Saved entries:
◇ ◇ ◇ ◇ ◇ ◇ ◇
// tests/simple_staircase.rs
use std::cell::RefCell;
use std::rc::Rc;
use std::time::Duration;

use adaptive_psych::algorithms::simple_staircase::{Config, SimpleStaircase};
use adaptive_psych::algorithms::sdk::Streaks;
use adaptive_psych::{
    Algorithm, AlgorithmConfig, ControlSource, Error, ManualClock, ParamValue, Session, Slot,
    StepStatus, StepTemplate, TerminationRule, TrialOutcome,
};

fn linear(max: f64) -> StepTemplate {
    StepTemplate::Linear { base: 0.0, minimum: 0.0, maximum: max, step_size: 1.0 }
}

fn bound(template: StepTemplate) -> (Slot, ControlSource) {
    let slot = Rc::new(RefCell::new(ParamValue::Float(0.0)));
    let controls = ControlSource::builder()
        .bind_slot("level", 0, template, Rc::clone(&slot))
        .expect("valid template")
        .build();
    (slot, controls)
}

fn staircase<C: adaptive_psych::Clock>(s: &Session<C>) -> &SimpleStaircase {
    match s.algorithm() {
        Some(Algorithm::SimpleStaircase(st)) => st,
        other => panic!("expected a staircase, got {:?}", other),
    }
}

#[test]
fn three_correct_trigger_exactly_one_step_down() {
    let (slot, controls) = bound(linear(20.0));
    let cfg = Config {
        correct_to_step_down: 3,
        wrong_to_step_up: 2,
        steps_up: 2,
        steps_down: 1,
        starting_step: 5,
        termination: TerminationRule::Trials(100),
    };
    let mut s = Session::new(AlgorithmConfig::SimpleStaircase(cfg), controls);
    s.initialize(0.5).expect("valid config");
    assert_eq!(*slot.borrow(), ParamValue::Float(5.0));

    s.submit_trial_result(TrialOutcome::Correct).unwrap();
    s.submit_trial_result(TrialOutcome::Correct).unwrap();
    assert!(staircase(&s).moves().is_empty());
    assert_eq!(staircase(&s).streaks(), Streaks { correct: 2, wrong: 0 });

    s.submit_trial_result(TrialOutcome::Correct).unwrap();
    let st = staircase(&s);
    assert_eq!(st.moves().len(), 1);
    assert_eq!(st.moves()[0].diff, 1);
    assert_eq!(st.moves()[0].status, StepStatus::Success);
    assert_eq!(st.step(), 6);
    assert_eq!(st.streaks(), Streaks::default());
    assert_eq!(st.reversal_count(), 0);
    assert_eq!(*slot.borrow(), ParamValue::Float(6.0));
}

#[test]
fn two_wrong_step_up_and_reverse() {
    let (slot, controls) = bound(linear(20.0));
    let cfg = Config {
        correct_to_step_down: 1,
        wrong_to_step_up: 2,
        steps_up: 2,
        steps_down: 1,
        starting_step: 5,
        termination: TerminationRule::Trials(100),
    };
    let mut s = Session::new(AlgorithmConfig::SimpleStaircase(cfg), controls);
    s.initialize(0.0).unwrap();

    s.submit_trial_result(true).unwrap(); // 5 -> 6
    s.submit_trial_result(false).unwrap();
    assert_eq!(staircase(&s).step(), 6);
    s.submit_trial_result(false).unwrap(); // reversal at 6, 6 -> 4

    let st = staircase(&s);
    assert_eq!(st.step(), 4);
    assert_eq!(st.reversal_steps(), &[6.0]);
    assert_eq!(*slot.borrow(), ParamValue::Float(4.0));
}

#[test]
fn bound_rejection_keeps_value_and_counts_reversal() {
    let (slot, controls) = bound(linear(10.0));
    let cfg = Config {
        correct_to_step_down: 1,
        wrong_to_step_up: 1,
        steps_up: 1,
        steps_down: 1,
        starting_step: 0,
        termination: TerminationRule::Reversals(10),
    };
    let mut s = Session::new(AlgorithmConfig::SimpleStaircase(cfg), controls);
    s.initialize(0.0).unwrap();

    s.submit_trial_result(TrialOutcome::Incorrect).unwrap();
    let st = staircase(&s);
    assert_eq!(st.step(), 0);
    assert_eq!(st.reversal_count(), 1);
    assert_eq!(st.moves()[0].status, StepStatus::OutOfBounds);
    assert_eq!(*slot.borrow(), ParamValue::Float(0.0));

    s.submit_trial_result(TrialOutcome::Incorrect).unwrap();
    assert_eq!(staircase(&s).reversal_count(), 2);
    assert_eq!(*slot.borrow(), ParamValue::Float(0.0));
}

#[test]
fn direction_flip_into_a_wall_records_two_reversals() {
    // Single admissible step: every move hits a bound.
    let (_slot, controls) = bound(linear(0.0));
    let cfg = Config {
        correct_to_step_down: 1,
        wrong_to_step_up: 1,
        steps_up: 1,
        steps_down: 1,
        starting_step: 0,
        termination: TerminationRule::Trials(10),
    };
    let mut s = Session::new(AlgorithmConfig::SimpleStaircase(cfg), controls);
    s.initialize(0.0).unwrap();

    s.submit_trial_result(TrialOutcome::Correct).unwrap();
    assert_eq!(staircase(&s).reversal_count(), 1);

    s.submit_trial_result(TrialOutcome::Incorrect).unwrap();
    assert_eq!(staircase(&s).reversal_count(), 3);
}

#[test]
fn threshold_is_mean_of_reversals() {
    let (slot, controls) = bound(linear(20.0));
    let cfg = Config {
        correct_to_step_down: 1,
        wrong_to_step_up: 1,
        steps_up: 1,
        steps_down: 1,
        starting_step: 3,
        termination: TerminationRule::Reversals(3),
    };
    let mut s = Session::new(AlgorithmConfig::SimpleStaircase(cfg), controls);
    s.initialize(0.0).unwrap();

    // 3 -> 4 -> 5, turn at 5 -> 4, turn at 4 -> 5 -> 6, turn at 6.
    for correct in [true, true, false, true, true, false] {
        s.submit_trial_result(correct).unwrap();
    }
    assert!(s.is_done());
    assert_eq!(staircase(&s).reversal_steps(), &[5.0, 4.0, 6.0]);

    let mut out: std::collections::BTreeMap<String, f64> = std::collections::BTreeMap::new();
    s.populate_outputs(&mut out).unwrap();
    assert_eq!(out["level"], 5.0);
    assert_eq!(*slot.borrow(), ParamValue::Float(5.0));
}

#[test]
fn no_reversals_falls_back_to_current_step() {
    let (_slot, controls) = bound(linear(20.0));
    let cfg = Config {
        correct_to_step_down: 1,
        termination: TerminationRule::Trials(4),
        ..Config::default()
    };
    let mut s = Session::new(AlgorithmConfig::SimpleStaircase(cfg), controls);
    s.initialize(0.0).unwrap();
    for _ in 0..4 {
        s.submit_trial_result(true).unwrap();
    }
    assert!(s.is_done());
    let mut out: std::collections::BTreeMap<String, f64> = std::collections::BTreeMap::new();
    s.populate_outputs(&mut out).unwrap();
    assert_eq!(out["level"], 4.0);
    assert!(out["level"].is_finite());
}

#[test]
fn duration_rule_follows_the_clock() {
    let (_slot, controls) = bound(linear(20.0));
    let clock = ManualClock::new();
    let cfg = Config {
        termination: TerminationRule::Duration(Duration::from_secs(60)),
        ..Config::default()
    };
    let mut s = Session::with_clock(AlgorithmConfig::SimpleStaircase(cfg), controls, clock.clone());
    s.initialize(0.5).unwrap();

    for _ in 0..10 {
        s.submit_trial_result(true).unwrap();
    }
    assert!(!s.is_done());

    clock.advance(Duration::from_secs(50));
    s.begin_task().unwrap();
    clock.advance(Duration::from_secs(20));
    assert!(!s.is_done(), "deadline re-armed at the new task phase");

    clock.advance(Duration::from_secs(40));
    assert!(s.is_done());
    assert_eq!(s.submit_trial_result(true), Err(Error::RunComplete));
}

#[test]
fn metadata_reports_trial_and_reversals() {
    let (_slot, controls) = bound(linear(20.0));
    let cfg = Config { correct_to_step_down: 1, starting_step: 2, ..Config::default() };
    let mut s = Session::new(AlgorithmConfig::SimpleStaircase(cfg), controls);
    assert!(s.trial_metadata().entries.is_empty());
    s.initialize(0.5).unwrap();

    s.submit_trial_result(true).unwrap();
    s.submit_trial_result(false).unwrap();
    let meta = s.trial_metadata();
    assert_eq!(meta.get_int("trial"), Some(2));
    assert_eq!(meta.get_int("reversals"), Some(1));
    assert_eq!(meta.get_int("step"), Some(2));
}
◇ ◇ ◇ ◇ ◇ ◇ ◇
A line qualifies when it holds the word "TerminationRule"; report all qualifying lines from the records above.

    StepStatus, StepTemplate, TerminationRule, TrialOutcome,
        termination: TerminationRule::Trials(100),
        termination: TerminationRule::Trials(100),
        termination: TerminationRule::Reversals(10),
        termination: TerminationRule::Trials(10),
        termination: TerminationRule::Reversals(3),
        termination: TerminationRule::Trials(4),
        termination: TerminationRule::Duration(Duration::from_secs(60)),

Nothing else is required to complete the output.